I’m an optimistic pessimist. I think it’s wrong to assume we’ll survive 2 °C of warming: there are already too many people on Earth. At 4 °C we could not survive with even one-tenth of our current population. The reason is we would not find enough food, unless we synthesised it. Because of this, the cull during this century is going to be huge, up to 90 per cent. The number of people remaining at the end of the century will probably be a billion or less. It has happened before: between the ice ages there were bottlenecks when there were only 2000 people left. It’s happening again.
I don’t think humans react fast enough or are clever enough to handle what’s coming up. Kyoto was 11 years ago. Virtually nothing’s been done except endless talk and meetings.
It’s a depressing outlook.
Not necessarily. I don’t think 9 billion is better than 1 billion. I see humans as rather like the first photosynthesisers, which when they first appeared on the planet caused enormous damage by releasing oxygen – a nasty, poisonous gas. It took a long time, but it turned out in the end to be of enormous benefit. I look on humans in much the same light. For the first time in its 3.5 billion years of existence, the planet has an intelligent, communicating species that can consider the whole system and even do things about it. They are not yet bright enough, they have still to evolve quite a way, but they could become a very positive contributor to planetary welfare.

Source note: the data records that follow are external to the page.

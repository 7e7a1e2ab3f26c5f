//! Payout report command.

use std::path::PathBuf;

use chrono::NaiveDate;

use codledger_engine::models::{DateWindow, PayoutReport, PayoutRequest};

use super::CliError;

/// Calculate payouts over a window and print the summary; optionally
/// export the line-level rows as CSV.
///
/// `delivery` bounds the delivered date separately when given; otherwise
/// the order window bounds both.
pub async fn run(
    from: NaiveDate,
    to: NaiveDate,
    delivery: Option<(NaiveDate, NaiveDate)>,
    dropshipper: Option<String>,
    out: Option<PathBuf>,
) -> Result<(), CliError> {
    if from > to {
        return Err(CliError::InvalidArgument(format!(
            "window start {from} is after end {to}"
        )));
    }
    if let Some((d_from, d_to)) = delivery
        && d_from > d_to
    {
        return Err(CliError::InvalidArgument(format!(
            "delivery window start {d_from} is after end {d_to}"
        )));
    }

    let window = DateWindow::new(from, to);
    let request = PayoutRequest {
        order_window: window,
        delivery_window: delivery.map_or(window, |(d_from, d_to)| DateWindow::new(d_from, d_to)),
        dropshipper,
    };

    let service = super::service().await?;
    let report = service.calculate_payouts(&request, Vec::new()).await?;

    print_summary(&report);

    if let Some(path) = out {
        write_csv(&report, &path)?;
        tracing::info!(rows = report.rows.len(), path = %path.display(), "rows exported");
    }

    Ok(())
}

#[allow(clippy::print_stdout)]
fn print_summary(report: &PayoutReport) {
    let s = &report.summary;
    println!("COD collected:     {} {}", s.cod_total, s.currency.code());
    println!("Shipping charges:  {}", s.shipping_total);
    println!("Product cost:      {}", s.product_cost_total);
    println!("Reversals:         {}", s.reversal_total);
    println!("Final payable:     {}", s.final_payable);
    println!(
        "Orders: {} with COD, {} with shipping, {} with product cost ({} lines)",
        s.orders_with_cod,
        s.orders_with_shipping_charges,
        s.orders_with_product_amount,
        s.lines_considered
    );
    if !s.config_gaps.is_empty() {
        println!("Configuration gaps ({}):", s.config_gaps.len());
        for gap in &s.config_gaps {
            println!("  {:?}  {}  {}", gap.kind, gap.dropshipper, gap.product_uid);
        }
    }
}

fn write_csv(report: &PayoutReport, path: &std::path::Path) -> Result<(), CliError> {
    let mut writer = csv::Writer::from_path(path)?;
    writer.write_record([
        "order_ref",
        "waybill",
        "dropshipper",
        "product",
        "quantity",
        "status",
        "payment_mode",
        "cod_received",
        "shipping_cost",
        "product_cost",
        "payable",
    ])?;

    for row in &report.rows {
        writer.write_record([
            row.order_ref.as_str(),
            row.waybill.as_ref().map_or("", |w| w.as_str()),
            row.dropshipper.as_str(),
            &row.product_name,
            &row.quantity.to_string(),
            &format!("{:?}", row.status_class),
            &format!("{:?}", row.payment_mode),
            &row.cod_received.to_string(),
            &row.shipping_cost.to_string(),
            &row.product_cost.to_string(),
            &row.payable.to_string(),
        ])?;
    }

    writer.flush()?;
    Ok(())
}
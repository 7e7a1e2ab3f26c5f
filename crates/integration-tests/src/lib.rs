//! Shared fixtures for CodLedger integration tests.
//!
//! [`MemoryStore`] is a complete in-memory `SettlementStore` so the
//! settlement flows can be exercised end to end without `PostgreSQL`.
//! Builder helpers construct domain values with sensible defaults; tests
//! override only the fields they are about.

#![cfg_attr(not(test), forbid(unsafe_code))]
#![allow(clippy::unwrap_used)]

use std::sync::Mutex;
use std::sync::atomic::{AtomicI64, Ordering};

use chrono::{DateTime, TimeZone, Utc};
use rust_decimal::Decimal;
use uuid::Uuid;

use codledger_core::{
    Carrier, CurrencyCode, Email, IngestSeq, OrderLineId, OrderRef, PayoutLogId, ProductUid,
    ReconciliationId, Waybill,
};
use codledger_engine::models::reconciliation::{
    NewReconciliation, PayoutLogEntry, ReconciliationRecord,
};
use codledger_engine::models::{
    OrderRecord, PaymentCycle, PriceConfig, ShippingRateConfig,
};
use codledger_engine::{SettlementStore, StoreError};

/// In-memory store over plain Vecs. Reads clone; the single write appends
/// under a mutex and enforces the (order, product) uniqueness the real
/// schema carries as an index.
#[derive(Default)]
pub struct MemoryStore {
    pub orders: Vec<OrderRecord>,
    pub prices: Vec<PriceConfig>,
    pub rates: Vec<ShippingRateConfig>,
    pub payout_log: Vec<PayoutLogEntry>,
    pub cycles: Vec<PaymentCycle>,
    ledger: Mutex<Vec<ReconciliationRecord>>,
    next_id: AtomicI64,
}

impl MemoryStore {
    #[must_use]
    pub fn new() -> Self {
        Self::default()
    }

    pub fn with_orders(mut self, orders: Vec<OrderRecord>) -> Self {
        self.orders = orders;
        self
    }

    pub fn with_prices(mut self, prices: Vec<PriceConfig>) -> Self {
        self.prices = prices;
        self
    }

    pub fn with_rates(mut self, rates: Vec<ShippingRateConfig>) -> Self {
        self.rates = rates;
        self
    }

    pub fn with_payout_log(mut self, entries: Vec<PayoutLogEntry>) -> Self {
        self.payout_log = entries;
        self
    }

    pub fn with_cycles(mut self, cycles: Vec<PaymentCycle>) -> Self {
        self.cycles = cycles;
        self
    }
}

impl SettlementStore for MemoryStore {
    async fn fetch_orders(
        &self,
        dropshipper: Option<&str>,
    ) -> Result<Vec<OrderRecord>, StoreError> {
        Ok(self
            .orders
            .iter()
            .filter(|o| dropshipper.is_none_or(|d| o.dropshipper.matches(d)))
            .cloned()
            .collect())
    }

    async fn fetch_price_configs(
        &self,
        dropshipper: Option<&str>,
    ) -> Result<Vec<PriceConfig>, StoreError> {
        Ok(self
            .prices
            .iter()
            .filter(|p| dropshipper.is_none_or(|d| p.dropshipper.matches(d)))
            .cloned()
            .collect())
    }

    async fn fetch_shipping_rates(&self) -> Result<Vec<ShippingRateConfig>, StoreError> {
        Ok(self.rates.clone())
    }

    async fn fetch_payout_log(
        &self,
        order_refs: &[OrderRef],
    ) -> Result<Vec<PayoutLogEntry>, StoreError> {
        Ok(self
            .payout_log
            .iter()
            .filter(|e| order_refs.contains(&e.order_ref))
            .cloned()
            .collect())
    }

    async fn fetch_reconciliations(
        &self,
        order_refs: &[OrderRef],
    ) -> Result<Vec<ReconciliationRecord>, StoreError> {
        Ok(self
            .ledger
            .lock()
            .unwrap()
            .iter()
            .filter(|r| order_refs.contains(&r.order_ref))
            .cloned()
            .collect())
    }

    async fn insert_reconciliation(
        &self,
        record: NewReconciliation,
    ) -> Result<ReconciliationRecord, StoreError> {
        let mut ledger = self.ledger.lock().unwrap();
        if ledger
            .iter()
            .any(|r| r.order_ref == record.order_ref && r.product_uid == record.product_uid)
        {
            return Err(StoreError::Conflict(format!(
                "reconciliation already recorded for order {}",
                record.order_ref
            )));
        }

        let stored = ReconciliationRecord {
            id: ReconciliationId::new(self.next_id.fetch_add(1, Ordering::Relaxed) + 1),
            order_ref: record.order_ref,
            product_uid: record.product_uid,
            dropshipper: record.dropshipper,
            original_paid_amount: record.original_paid_amount,
            reversal_amount: record.reversal_amount,
            status: record.status,
            notes: record.notes,
            created_at: Utc::now(),
        };
        ledger.push(stored.clone());
        Ok(stored)
    }

    async fn fetch_payment_cycle(
        &self,
        dropshipper: &Email,
        name: &str,
    ) -> Result<Option<PaymentCycle>, StoreError> {
        Ok(self
            .cycles
            .iter()
            .find(|c| c.dropshipper == *dropshipper && c.name == name)
            .cloned())
    }
}

/// The default test dropshipper.
#[must_use]
pub fn seller() -> Email {
    Email::parse("seller@shop.com").unwrap()
}

/// The default test product, owned by [`seller`].
#[must_use]
pub fn belt() -> ProductUid {
    ProductUid::derive(&seller(), "Posture Belt")
}

#[must_use]
pub fn at(y: i32, m: u32, d: u32, h: u32, min: u32) -> DateTime<Utc> {
    Utc.with_ymd_and_hms(y, m, d, h, min, 0).unwrap()
}

/// An order line snapshot with test defaults: ordered 2024-03-10,
/// delivered 2024-03-15, COD, one unit, carried by Delhivery.
#[must_use]
pub fn order_line(order_ref: &str, status: &str, seq: i64, value: Decimal) -> OrderRecord {
    OrderRecord {
        id: OrderLineId::new(seq),
        order_ref: order_ref.into(),
        waybill: Some(Waybill::new(format!("WB-{seq}"))),
        dropshipper: seller(),
        product_uid: belt(),
        product_name: "Posture Belt".to_owned(),
        sku: None,
        quantity: 1,
        order_value: value,
        payment_mode: Some("COD".to_owned()),
        status: status.to_owned(),
        order_date: at(2024, 3, 10, 12, 0),
        delivered_date: Some(at(2024, 3, 15, 18, 0)),
        return_initiated_date: None,
        carrier: Carrier::new("Delhivery"),
        upload_batch: Uuid::nil(),
        ingest_seq: IngestSeq::new(seq),
    }
}

/// A price config for [`belt`] with the given unit cost and 0.5 kg weight.
#[must_use]
pub fn price_config(unit_cost: Decimal) -> PriceConfig {
    PriceConfig {
        dropshipper: seller(),
        product_uid: belt(),
        unit_cost,
        weight_kg: Some(Decimal::new(5, 1)),
        currency: CurrencyCode::INR,
        updated_at: Utc::now(),
    }
}

/// A Delhivery 0.5 kg rate row for [`belt`].
#[must_use]
pub fn rate_config(flat_rate: Decimal) -> ShippingRateConfig {
    ShippingRateConfig {
        product_uid: belt(),
        weight_kg: Decimal::new(5, 1),
        carrier: Carrier::new("Delhivery"),
        flat_rate,
        updated_at: Utc::now(),
    }
}

/// A payout log entry recording a past disbursement for an order.
#[must_use]
pub fn payout_entry(order_ref: &str, paid: Decimal) -> PayoutLogEntry {
    PayoutLogEntry {
        id: PayoutLogId::new(1),
        order_ref: order_ref.into(),
        waybill: None,
        dropshipper: seller(),
        product_uid: belt(),
        period_from: "2024-02-01".parse().unwrap(),
        period_to: "2024-02-29".parse().unwrap(),
        paid_amount: paid,
        breakdown: serde_json::json!({"source": "test"}),
        created_at: Utc::now(),
    }
}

How much biodiversity will be left after this climatic apocalypse?
We have the example of the Palaeocene-Eocene Thermal Maximum event 55 million years ago. About the same amount of CO2 was put into the atmosphere as we are putting in and temperatures rocketed by about 5 °C over about 20,000 years. The world became largely desert. The polar regions were tropical and most life on the planet had the time to move north and survive. When the planet cooled they moved back again. So there doesn’t have to be a massive extinction. It’s already moving: if you live in the countryside as I do you can see the changes, even in the UK.
If you were younger, would you be fearful?

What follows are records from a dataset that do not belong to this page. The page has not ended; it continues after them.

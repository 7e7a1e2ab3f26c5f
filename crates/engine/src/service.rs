//! Settlement service: storage-backed entry points.
//!
//! [`SettlementService`] fetches calculator inputs through a
//! [`SettlementStore`] and delegates to the pure functions in [`payout`],
//! [`reconciliation`] and [`cycle`]. It holds no mutable state of its own,
//! so concurrent invocations against a consistent store snapshot are safe.

use chrono::NaiveDate;
use tracing::{info, instrument};

use codledger_core::{Email, OrderRef};

use crate::cycle;
use crate::error::EngineError;
use crate::models::reconciliation::{
    NewReconciliation, PendingReturn, ReconciliationRecord, ReversalSuggestion,
};
use crate::models::{DateWindow, PayoutReport, PayoutRequest, ReversalAdjustment};
use crate::payout;
use crate::reconciliation;
use crate::settings::EngineSettings;
use crate::store::SettlementStore;

/// The public face of the settlement engine.
pub struct SettlementService<S> {
    store: S,
    settings: EngineSettings,
}

impl<S: SettlementStore> SettlementService<S> {
    pub const fn new(store: S, settings: EngineSettings) -> Self {
        Self { store, settings }
    }

    /// Calculate payouts for a request window.
    ///
    /// `adjustments` are confirmed reversals the caller chooses to merge
    /// into this period's settlement; pass an empty Vec for a plain report.
    /// Read-only.
    #[instrument(skip(self, adjustments), fields(window = %request.order_window))]
    pub async fn calculate_payouts(
        &self,
        request: &PayoutRequest,
        adjustments: Vec<ReversalAdjustment>,
    ) -> Result<PayoutReport, EngineError> {
        let dropshipper = request.dropshipper.as_deref();
        let orders = self.store.fetch_orders(dropshipper).await?;
        let prices = self.store.fetch_price_configs(dropshipper).await?;
        let rates = self.store.fetch_shipping_rates().await?;

        let report = payout::calculate(
            &orders,
            &prices,
            &rates,
            request,
            adjustments,
            &self.settings,
        );
        info!(
            lines = report.summary.lines_considered,
            final_payable = %report.summary.final_payable,
            "payout calculation complete"
        );
        Ok(report)
    }

    /// Detect delivered-to-returned regressions and propose reversals.
    /// Read-only.
    #[instrument(skip(self), fields(window = %window))]
    pub async fn auto_detect_reconciliations(
        &self,
        window: &DateWindow,
        dropshipper: Option<&str>,
    ) -> Result<Vec<ReversalSuggestion>, EngineError> {
        let history = self.store.fetch_orders(dropshipper).await?;

        let refs = distinct_refs(&history);
        let payout_log = self.store.fetch_payout_log(&refs).await?;
        let ledger = self.store.fetch_reconciliations(&refs).await?;

        Ok(reconciliation::auto_detect(
            &history,
            &payout_log,
            &ledger,
            window,
            dropshipper,
            &self.settings,
        ))
    }

    /// Record a confirmed reconciliation. The single write in the engine.
    #[instrument(skip(self, record), fields(order_ref = %record.order_ref))]
    pub async fn confirm_reconciliation(
        &self,
        record: NewReconciliation,
    ) -> Result<ReconciliationRecord, EngineError> {
        let stored = self.store.insert_reconciliation(record).await?;
        info!(id = %stored.id, "reconciliation confirmed");
        Ok(stored)
    }

    /// List RTS/RTO orders that have no reconciliation record yet.
    /// Read-only.
    #[instrument(skip(self))]
    pub async fn pending_returns(
        &self,
        dropshipper: Option<&str>,
    ) -> Result<Vec<PendingReturn>, EngineError> {
        let history = self.store.fetch_orders(dropshipper).await?;
        let refs = distinct_refs(&history);
        let ledger = self.store.fetch_reconciliations(&refs).await?;

        Ok(reconciliation::pending_returns(
            &history,
            &ledger,
            dropshipper,
            &self.settings,
        ))
    }

    /// Resolve a dropshipper's named payment cycle to a concrete window.
    #[instrument(skip(self), fields(dropshipper = %dropshipper))]
    pub async fn resolve_cycle_window(
        &self,
        dropshipper: &Email,
        cycle_name: &str,
        as_of: NaiveDate,
    ) -> Result<DateWindow, EngineError> {
        let cycle = self
            .store
            .fetch_payment_cycle(dropshipper, cycle_name)
            .await?
            .ok_or_else(|| EngineError::CycleNotFound {
                dropshipper: dropshipper.normalized(),
                name: cycle_name.to_owned(),
            })?;

        Ok(cycle::resolve_window(&cycle, as_of))
    }

    /// Resolve a payment cycle and run the payout calculation over it.
    ///
    /// The cycle window bounds both the order date and the delivered date.
    #[instrument(skip(self), fields(dropshipper = %dropshipper))]
    pub async fn run_cycle(
        &self,
        dropshipper: &Email,
        cycle_name: &str,
        as_of: NaiveDate,
    ) -> Result<PayoutReport, EngineError> {
        let window = self
            .resolve_cycle_window(dropshipper, cycle_name, as_of)
            .await?;

        let request = PayoutRequest {
            order_window: window,
            delivery_window: window,
            dropshipper: Some(dropshipper.normalized()),
        };
        self.calculate_payouts(&request, Vec::new()).await
    }
}

fn distinct_refs(history: &[crate::models::OrderRecord]) -> Vec<OrderRef> {
    let mut refs: Vec<OrderRef> = history.iter().map(|r| r.order_ref.clone()).collect();
    refs.sort();
    refs.dedup();
    refs
}

#[cfg(test)]
#[allow(clippy::unwrap_used)]
mod tests {
    use std::sync::Mutex;

    use chrono::{TimeZone, Utc};
    use rust_decimal::Decimal;
    use uuid::Uuid;

    use codledger_core::{
        Carrier, IngestSeq, OrderLineId, ProductUid, ReconciliationId,
    };

    use crate::models::reconciliation::ReconciliationStatus;
    use crate::models::{OrderRecord, PaymentCycle, PriceConfig, ShippingRateConfig};
    use crate::store::StoreError;

    use super::*;

    #[derive(Default)]
    struct MemoryStore {
        orders: Vec<OrderRecord>,
        cycles: Vec<PaymentCycle>,
        ledger: Mutex<Vec<ReconciliationRecord>>,
    }

    impl SettlementStore for MemoryStore {
        async fn fetch_orders(
            &self,
            dropshipper: Option<&str>,
        ) -> Result<Vec<OrderRecord>, StoreError> {
            Ok(self
                .orders
                .iter()
                .filter(|o| dropshipper.is_none_or(|d| o.dropshipper.matches(d)))
                .cloned()
                .collect())
        }

        async fn fetch_price_configs(
            &self,
            _dropshipper: Option<&str>,
        ) -> Result<Vec<PriceConfig>, StoreError> {
            Ok(Vec::new())
        }

        async fn fetch_shipping_rates(&self) -> Result<Vec<ShippingRateConfig>, StoreError> {
            Ok(Vec::new())
        }

        async fn fetch_payout_log(
            &self,
            _order_refs: &[OrderRef],
        ) -> Result<Vec<crate::models::reconciliation::PayoutLogEntry>, StoreError> {
            Ok(Vec::new())
        }

        async fn fetch_reconciliations(
            &self,
            _order_refs: &[OrderRef],
        ) -> Result<Vec<ReconciliationRecord>, StoreError> {
            Ok(self.ledger.lock().unwrap().clone())
        }

        async fn insert_reconciliation(
            &self,
            record: NewReconciliation,
        ) -> Result<ReconciliationRecord, StoreError> {
            let mut ledger = self.ledger.lock().unwrap();
            if ledger
                .iter()
                .any(|r| r.order_ref == record.order_ref && r.product_uid == record.product_uid)
            {
                return Err(StoreError::Conflict(format!(
                    "reconciliation exists for {}",
                    record.order_ref
                )));
            }
            let stored = ReconciliationRecord {
                id: ReconciliationId::new(i64::try_from(ledger.len()).unwrap() + 1),
                order_ref: record.order_ref,
                product_uid: record.product_uid,
                dropshipper: record.dropshipper,
                original_paid_amount: record.original_paid_amount,
                reversal_amount: record.reversal_amount,
                status: record.status,
                notes: record.notes,
                created_at: Utc::now(),
            };
            ledger.push(stored.clone());
            Ok(stored)
        }

        async fn fetch_payment_cycle(
            &self,
            dropshipper: &Email,
            name: &str,
        ) -> Result<Option<PaymentCycle>, StoreError> {
            Ok(self
                .cycles
                .iter()
                .find(|c| c.dropshipper == *dropshipper && c.name == name)
                .cloned())
        }
    }

    fn seller() -> Email {
        Email::parse("seller@shop.com").unwrap()
    }

    fn snapshot(order_ref: &str, status: &str, seq: i64) -> OrderRecord {
        let dropshipper = seller();
        let product_uid = ProductUid::derive(&dropshipper, "Posture Belt");
        OrderRecord {
            id: OrderLineId::new(seq),
            order_ref: order_ref.into(),
            waybill: None,
            dropshipper,
            product_uid,
            product_name: "Posture Belt".to_owned(),
            sku: None,
            quantity: 1,
            order_value: Decimal::new(500, 0),
            payment_mode: Some("COD".to_owned()),
            status: status.to_owned(),
            order_date: Utc.with_ymd_and_hms(2024, 3, 10, 12, 0, 0).unwrap(),
            delivered_date: Some(Utc.with_ymd_and_hms(2024, 3, 12, 10, 0, 0).unwrap()),
            return_initiated_date: None,
            carrier: Carrier::new("Delhivery"),
            upload_batch: Uuid::nil(),
            ingest_seq: IngestSeq::new(seq),
        }
    }

    fn march() -> DateWindow {
        DateWindow::new("2024-03-01".parse().unwrap(), "2024-03-31".parse().unwrap())
    }

    #[tokio::test]
    async fn test_detect_then_confirm_then_redetect_is_empty() {
        let store = MemoryStore {
            orders: vec![snapshot("O1", "Delivered", 1), snapshot("O1", "RTO", 2)],
            ..MemoryStore::default()
        };
        let service = SettlementService::new(store, EngineSettings::default());

        let first = service
            .auto_detect_reconciliations(&march(), None)
            .await
            .unwrap();
        assert_eq!(first.len(), 1);

        let suggestion = &first[0];
        service
            .confirm_reconciliation(NewReconciliation {
                order_ref: suggestion.order_ref.clone(),
                product_uid: suggestion.product_uid.clone(),
                dropshipper: suggestion.dropshipper.clone(),
                original_paid_amount: suggestion.prior_paid_amount,
                reversal_amount: suggestion.suggested_reversal,
                status: ReconciliationStatus::Processed,
                notes: None,
            })
            .await
            .unwrap();

        let second = service
            .auto_detect_reconciliations(&march(), None)
            .await
            .unwrap();
        assert!(second.is_empty());
    }

    #[tokio::test]
    async fn test_double_confirm_conflicts() {
        let store = MemoryStore::default();
        let service = SettlementService::new(store, EngineSettings::default());

        let record = NewReconciliation {
            order_ref: "O2".into(),
            product_uid: ProductUid::derive(&seller(), "Belt"),
            dropshipper: seller(),
            original_paid_amount: None,
            reversal_amount: Decimal::new(100, 0),
            status: ReconciliationStatus::Processed,
            notes: None,
        };
        service.confirm_reconciliation(record.clone()).await.unwrap();

        let err = service.confirm_reconciliation(record).await.unwrap_err();
        assert!(matches!(
            err,
            EngineError::Store(StoreError::Conflict(_))
        ));
    }

    #[tokio::test]
    async fn test_run_cycle_unknown_cycle_is_not_found() {
        let store = MemoryStore::default();
        let service = SettlementService::new(store, EngineSettings::default());

        let err = service
            .run_cycle(&seller(), "weekly-default", "2024-03-15".parse().unwrap())
            .await
            .unwrap_err();
        assert!(matches!(err, EngineError::CycleNotFound { .. }));
    }

    #[tokio::test]
    async fn test_run_cycle_produces_report() {
        let cycle = PaymentCycle {
            id: codledger_core::PaymentCycleId::new(1),
            dropshipper: seller(),
            name: "weekly-default".to_owned(),
            kind: crate::models::CycleKind::Weekly,
            offset_days: 0,
            updated_at: Utc::now(),
        };
        let store = MemoryStore {
            orders: vec![snapshot("O3", "Delivered", 1)],
            cycles: vec![cycle],
            ..MemoryStore::default()
        };
        let service = SettlementService::new(store, EngineSettings::default());

        let report = service
            .run_cycle(&seller(), "weekly-default", "2024-03-15".parse().unwrap())
            .await
            .unwrap();
        assert_eq!(report.summary.cod_total, Decimal::new(500, 0));
    }
}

No, I have been through this kind of emotional thing before. It reminds me of when I was 19 and the second world war broke out. We were very frightened but almost everyone was so much happier. We’re much better equipped to deal with that kind of thing than long periods of peace. It’s not all bad when things get rough. I’ll be 90 in July, I’m a lot closer to death than you, but I’m not worried. I’m looking forward to being 100.

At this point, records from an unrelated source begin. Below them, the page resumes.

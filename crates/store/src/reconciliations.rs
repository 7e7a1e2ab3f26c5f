//! Database operations for the reconciliation ledger.

use chrono::{DateTime, Utc};
use rust_decimal::Decimal;
use sqlx::PgPool;

use codledger_core::{Email, OrderRef, ProductUid, ReconciliationId};
use codledger_engine::models::reconciliation::{
    NewReconciliation, ReconciliationRecord, ReconciliationStatus,
};

use crate::RepositoryError;

/// Unique index backing one-reconciliation-per-(order, product).
const UNIQUE_ORDER_PRODUCT: &str = "idx_reconciliations_order_product";

/// Internal row type for reconciliation queries.
#[derive(Debug, sqlx::FromRow)]
struct ReconciliationRow {
    id: i64,
    order_ref: OrderRef,
    product_uid: ProductUid,
    dropshipper: Email,
    original_paid_amount: Option<Decimal>,
    reversal_amount: Decimal,
    status: String,
    notes: Option<String>,
    created_at: DateTime<Utc>,
}

impl TryFrom<ReconciliationRow> for ReconciliationRecord {
    type Error = RepositoryError;

    fn try_from(row: ReconciliationRow) -> Result<Self, Self::Error> {
        let status: ReconciliationStatus = row
            .status
            .parse()
            .map_err(RepositoryError::DataCorruption)?;
        Ok(Self {
            id: ReconciliationId::new(row.id),
            order_ref: row.order_ref,
            product_uid: row.product_uid,
            dropshipper: row.dropshipper,
            original_paid_amount: row.original_paid_amount,
            reversal_amount: row.reversal_amount,
            status,
            notes: row.notes,
            created_at: row.created_at,
        })
    }
}

/// Repository for confirmed reconciliations. Insert-only; each
/// confirmation is a new immutable record.
pub struct ReconciliationRepository<'a> {
    pool: &'a PgPool,
}

impl<'a> ReconciliationRepository<'a> {
    #[must_use]
    pub const fn new(pool: &'a PgPool) -> Self {
        Self { pool }
    }

    /// Insert a confirmed reconciliation.
    ///
    /// # Errors
    ///
    /// Returns `RepositoryError::Conflict` if a record already exists for
    /// the (order, product) pair, `RepositoryError::Database` otherwise.
    pub async fn insert(
        &self,
        record: NewReconciliation,
    ) -> Result<ReconciliationRecord, RepositoryError> {
        let row: ReconciliationRow = sqlx::query_as(
            r"
            INSERT INTO reconciliations (
                order_ref, product_uid, dropshipper,
                original_paid_amount, reversal_amount, status, notes
            )
            VALUES ($1, $2, $3, $4, $5, $6, $7)
            RETURNING
                id, order_ref, product_uid, dropshipper,
                original_paid_amount, reversal_amount, status, notes,
                created_at
            ",
        )
        .bind(record.order_ref.as_str().to_owned())
        .bind(record.product_uid)
        .bind(record.dropshipper)
        .bind(record.original_paid_amount)
        .bind(record.reversal_amount)
        .bind(record.status.as_str())
        .bind(record.notes)
        .fetch_one(self.pool)
        .await
        .map_err(|e| {
            if let sqlx::Error::Database(ref db_err) = e
                && db_err.constraint() == Some(UNIQUE_ORDER_PRODUCT)
            {
                return RepositoryError::Conflict(format!(
                    "reconciliation already recorded for order {}",
                    record.order_ref
                ));
            }
            RepositoryError::Database(e)
        })?;

        row.try_into()
    }

    /// Ledger records for the given order identifiers.
    ///
    /// # Errors
    ///
    /// Returns `RepositoryError::Database` if the query fails, or
    /// `RepositoryError::DataCorruption` for an unknown stored status.
    pub async fn fetch_for_orders(
        &self,
        order_refs: &[OrderRef],
    ) -> Result<Vec<ReconciliationRecord>, RepositoryError> {
        let refs: Vec<String> = order_refs
            .iter()
            .map(|r| r.as_str().to_owned())
            .collect();
        let rows: Vec<ReconciliationRow> = sqlx::query_as(
            r"
            SELECT
                id, order_ref, product_uid, dropshipper,
                original_paid_amount, reversal_amount, status, notes,
                created_at
            FROM reconciliations
            WHERE order_ref = ANY($1)
            ORDER BY created_at ASC, id ASC
            ",
        )
        .bind(refs)
        .fetch_all(self.pool)
        .await?;

        rows.into_iter().map(TryInto::try_into).collect()
    }
}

Are you looking forward to your trip into space this year?
Very much. I’ve got my camera ready!
Do you have to do any special training?
I have to go in the centrifuge to see if I can stand the g-forces. I don’t anticipate a problem because I spent a lot of my scientific life on ships out on rough oceans and I have never been even slightly seasick so I don’t think I’m likely to be space sick. They gave me an expensive thorium-201 heart test and then put me on a bicycle. My heart was performing like an average 20 year old, they said.
I bet your wife is nervous.
No, she’s cheering me on. And it’s not because I’m heavily insured, because I’m not.
James Lovelock is a British chemist, inventor and environmentalist. He is best known for formulating the controversial Gaia hypothesis in the 1970s, which states that organisms interact with and regulate Earth’s surface and atmosphere. Later this year he will travel to space as Richard Branson’s guest aboard Virgin Galactic’s SpaceShipTwo. His latest book, The Vanishing Face of Gaia, is published by Basic Books in February.